Paying in multiple installments is most often associated with products sold on infomercials or home shopping channels. Amazon (AMZN 2.50%) has taken a page from a book usually reserved for products like the NuWave Oven or the Little Giant Ladder and begun offering its new Fire TV set-top box for five (presumably easy) payments of $19.80 plus tax.

The financing is being offered without interest and with no credit check. The only catch is that customers must have had an active Amazon for at least two years associated with a valid credit card. There is a limit of one device for customer.

The move copies a similar promotion Amazon ran for its high-end Kindle Fire HDX tablet that let people pay in quarterly installments.

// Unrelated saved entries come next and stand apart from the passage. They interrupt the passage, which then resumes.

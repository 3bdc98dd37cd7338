//! Boss encounter controller: phase machine layered over the base
//! lifecycle, coordinating the turret sub-actors.
//!
//! Phases: FlyIn holds for a fixed time, TurretAttack cycles one live
//! turret at a time, ScatterAttack fires timed bursts from every emitter.
//! Once every turret is gone the body collider is enabled and the boss
//! stays in ScatterAttack for good.

use blitz_core::components::{ActorId, AudioRequest, ClipId, DamageKind, Emitter};
use glam::Vec2;

use crate::rotation::rotate_vec;
use crate::schedule::Ctx;
use crate::systems::weapons::{spawn_shot, PendingShot};
use crate::GameState;

#[derive(Debug, Clone, Copy, PartialEq, Eq)]
pub enum BossPhase {
    FlyIn,
    TurretAttack,
    ScatterAttack,
}

#[derive(Debug, Clone)]
pub struct BossEncounter {
    pub body: ActorId,
    /// Turret handles in attach order; a turret counts as destroyed once it
    /// is no longer in the store.
    pub turrets: Vec<ActorId>,
    pub turret_offsets: Vec<Vec2>,
    pub phase: BossPhase,
    pub current_turret: usize,
    pub time_to_fly_in: f32,
    pub time_of_each_attack: f32,
    pub rate_of_fire: f32,
    /// Scatter burst emitters, local to the body; index 0 is the main one.
    pub emitters: Vec<Emitter>,
    pub shot: &'static str,
    attack_timer: f32,
    fire_timer: f32,
    fly_in_timer: f32,
}

impl BossEncounter {
    pub fn new(
        body: ActorId,
        turrets: Vec<ActorId>,
        turret_offsets: Vec<Vec2>,
        time_to_fly_in: f32,
        time_of_each_attack: f32,
        rate_of_fire: f32,
        emitters: Vec<Emitter>,
    ) -> Self {
        Self {
            body,
            turrets,
            turret_offsets,
            phase: BossPhase::FlyIn,
            current_turret: 0,
            time_to_fly_in,
            time_of_each_attack,
            rate_of_fire,
            emitters,
            shot: "enemy_regular",
            attack_timer: 0.0,
            fire_timer: 0.0,
            fly_in_timer: 0.0,
        }
    }
}

pub fn update(state: &mut GameState, ctx: &mut Ctx) {
    let Some(mut enc) = state.boss.take() else {
        return;
    };
    if state.actors.get(enc.body).is_none() {
        // Body removed: the encounter is over, drop the handles.
        log::info!("boss encounter finished");
        return;
    }

    pin_turrets(state, &enc);

    let body_dead = state
        .actors
        .get(enc.body)
        .map(|a| a.is_dead())
        .unwrap_or(true);
    if body_dead {
        state.boss = Some(enc);
        return;
    }

    if state.is_player_dead() {
        // Suspend: no turret fire, no movement; the phase state is kept.
        set_all_turrets(state, &enc, false);
        if let Some(b) = state.actors.get_mut(enc.body) {
            b.motion_on = false;
        }
        state.boss = Some(enc);
        return;
    }
    if let Some(b) = state.actors.get_mut(enc.body) {
        b.motion_on = true;
    }

    if all_turrets_destroyed(state, &enc) {
        // Exposed at last: the body can now be damaged, and only scatter
        // attacks remain.
        if let Some(b) = state.actors.get_mut(enc.body) {
            b.collider_on = true;
        }
        enc.phase = BossPhase::ScatterAttack;
    }

    match enc.phase {
        BossPhase::FlyIn => fly_in_update(state, &mut enc, ctx.dt),
        BossPhase::TurretAttack => turret_attack_update(state, &mut enc, ctx.dt),
        BossPhase::ScatterAttack => scatter_attack_update(state, ctx, &mut enc),
    }

    state.boss = Some(enc);
}

/// Keep turrets attached to the body at their configured offsets.
fn pin_turrets(state: &mut GameState, enc: &BossEncounter) {
    let Some(body) = state.actors.get(enc.body) else {
        return;
    };
    let (body_pos, body_rot) = (body.pos, body.rot_deg);
    for (i, tid) in enc.turrets.iter().enumerate() {
        let Some(off) = enc.turret_offsets.get(i) else {
            continue;
        };
        if let Some(t) = state.actors.get_mut(*tid) {
            t.pos = body_pos + rotate_vec(*off, body_rot);
        }
    }
}

fn turret_present(state: &GameState, id: ActorId) -> bool {
    state.actors.get(id).is_some()
}

fn all_turrets_destroyed(state: &GameState, enc: &BossEncounter) -> bool {
    enc.turrets.iter().all(|t| !turret_present(state, *t))
}

/// Enable or disable one turret's gun (rotation tracking included).
fn set_turret(state: &mut GameState, id: ActorId, enable: bool) {
    if let Some(t) = state.actors.get_mut(id) {
        t.motion_on = enable;
        if let Some(w) = t.weapon.as_mut() {
            w.enabled = enable;
        }
    }
}

fn set_all_turrets(state: &mut GameState, enc: &BossEncounter, enable: bool) {
    for id in &enc.turrets {
        set_turret(state, *id, enable);
    }
}

fn fly_in_update(state: &mut GameState, enc: &mut BossEncounter, dt: f32) {
    enc.fly_in_timer += dt;
    if enc.fly_in_timer >= enc.time_to_fly_in {
        enc.fly_in_timer = 0.0;
        enc.phase = BossPhase::TurretAttack;
        enc.attack_timer = 0.0;
        enc.current_turret = 0;
        if let Some(first) = enc.turrets.first().copied() {
            set_turret(state, first, true);
        }
    }
}

fn turret_attack_update(state: &mut GameState, enc: &mut BossEncounter, dt: f32) {
    if let Some(current) = enc.turrets.get(enc.current_turret).copied() {
        if !turret_present(state, current) {
            // The attacker died mid-phase; treat it as done attacking.
            enc.attack_timer = enc.time_of_each_attack;
        }
    }
    enc.attack_timer += dt;
    if enc.attack_timer >= enc.time_of_each_attack {
        enc.attack_timer = 0.0;
        if let Some(current) = enc.turrets.get(enc.current_turret).copied() {
            set_turret(state, current, false);
        }
        enc.current_turret += 1;
        if enc.current_turret >= enc.turrets.len() {
            enc.current_turret = 0;
            enc.phase = BossPhase::ScatterAttack;
            set_all_turrets(state, enc, false);
        } else if let Some(next) = enc.turrets.get(enc.current_turret).copied() {
            set_turret(state, next, true);
        }
    }
}

fn scatter_attack_update(state: &mut GameState, ctx: &mut Ctx, enc: &mut BossEncounter) {
    enc.fire_timer += ctx.dt;
    if enc.fire_timer > enc.rate_of_fire {
        shoot_scatter(state, ctx, enc);
        enc.fire_timer = 0.0;
    }
    if !all_turrets_destroyed(state, enc) {
        enc.attack_timer += ctx.dt;
        if enc.attack_timer >= enc.time_of_each_attack {
            enc.attack_timer = 0.0;
            enc.current_turret = 0;
            enc.phase = BossPhase::TurretAttack;
            if let Some(first) = enc.turrets.first().copied() {
                set_turret(state, first, true);
            }
        }
    }
}

/// One shot from the main emitter plus one from every auxiliary emitter.
fn shoot_scatter(state: &mut GameState, ctx: &mut Ctx, enc: &BossEncounter) {
    let Some(body) = state.actors.get(enc.body) else {
        return;
    };
    let (body_pos, body_rot) = (body.pos, body.rot_deg);
    ctx.audio.push(AudioRequest {
        clip: ClipId("boss_shoot"),
        pitch_lo: 0.9,
        pitch_hi: 1.1,
    });
    for e in &enc.emitters {
        let _ = spawn_shot(
            state,
            PendingShot {
                pos: body_pos + rotate_vec(e.offset, body_rot),
                rot_deg: body_rot + e.rot_deg,
                shot: enc.shot,
                kind: DamageKind::EnemyBullet,
            },
        );
    }
}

Amazon has every incentive to make it as easy as possible for its customer base to buy Fire TV -- the device not only makes it very easy to buy television and film content through Amazon, it also makes it incredibly simple to use the company's Amazon Prime Video streaming video service. If a customer has a Fire TV but does not pay for Prime, he or she will constantly see the free video opportunities he or she is missing by not spending $99 on the service (which also includes free two-day shipping on millions of items).  Every Fire TV Amazon sells represents an opportunity to make more money off its customer base.

The company is risking little with the offer -- if a customer stops paying Amazon could kick their device off the network, making it so they can't stream any more content.

The installment plan may be a shot at Google, Roku

Two of the main competitors for Fire are Google's (GOOG 0.81%) $35 Chromecast and Roku's Streaming Stick, which costs $49.99. Neither device offers as much as Fire TV (which also serves as a sort of console-lite game platform), but both are very budget-friendly. Offering Fire on an installment basis might be enough to sway an Amazon loyalist who wants a Fire but is tempted to go with a less expensive choice. 

Fire helps Amazon make money lots of ways

Amazon -- like Roku, Google, Apple (NASDAQ: AAPL)Microsoft (NASDAQ: MSFT), Sony (NYSE: SNE), and others trying to gain control of the living room, it's not about selling the device it's about what customers buy with it later on. With Fire, Amazon can make money selling content like movies and television shows, as well as by selling apps and subscriptions to paid content services like WWE's Network (which is not yet on Fire TV but has been announced as coming to the device soon).

If you order a Fire TV from Amazon for yourself it comes pre-installed with your Amazon account information. There is no setup. It knows who you are and already has your credit card info (though a password has to be entered to make purchases). Amazon has streamlined the buying process so renting a movie or even buying one does not feel any different from watching free content. Much like the way Starbucks (NASDAQ: SBUX) has made paying with its app feel oddly like you're not really spending money, Amazon has made its checkout system so easy that once a customer has a Fire the amount he or she will spend with Amazon should increase.

According to numbers released by The Digital Entertainment Group, a consortium of Hollywood studios and electronics makers, in January digital sales of movies and TV shows rose 47% to $1.2 billion, while subscription streaming spending rose 32% to $3.2 billion. The overall rental market, however, was $18.2 billion in 2013 and those dollars are likely to become mostly digital going forward.

This is a big market that will get bigger and Amazon needs to do whatever it can to stake out its turf.

The market is fast maturing

Nearly two-thirds (62%) of TV content viewers now either own a Smart TV or can stream content to their TV through another device, Horowitz Associates reported in its annual State of Cable & Digital Media study. While some of those people will switch devices, many will remain loyal or simply not want to have to deal with the plugs and wires associated with changing streaming devices. Amazon needs to get Fire TV in living rooms of as many customers as possible or it risks being shut out of a lucrative marketplace.

The installment offer comes with almost no risk and it should bring Fire TV more users (albeit users who want to spread a $99 expense over five months). It's also a tactic that Amazon can use that its rivals can't employ as easily because the company already has a sales relationship with its customers. It's unlikely the installment offer results in a huge increase in Fire TV sales. But with so many companies trying to take over living rooms every little bit helps, and there is no reason for Amazon not to try creative sales ideas ... even if those ideas are more commonly associated with the Ronco Showtime Standard Rotisserie chicken cooker.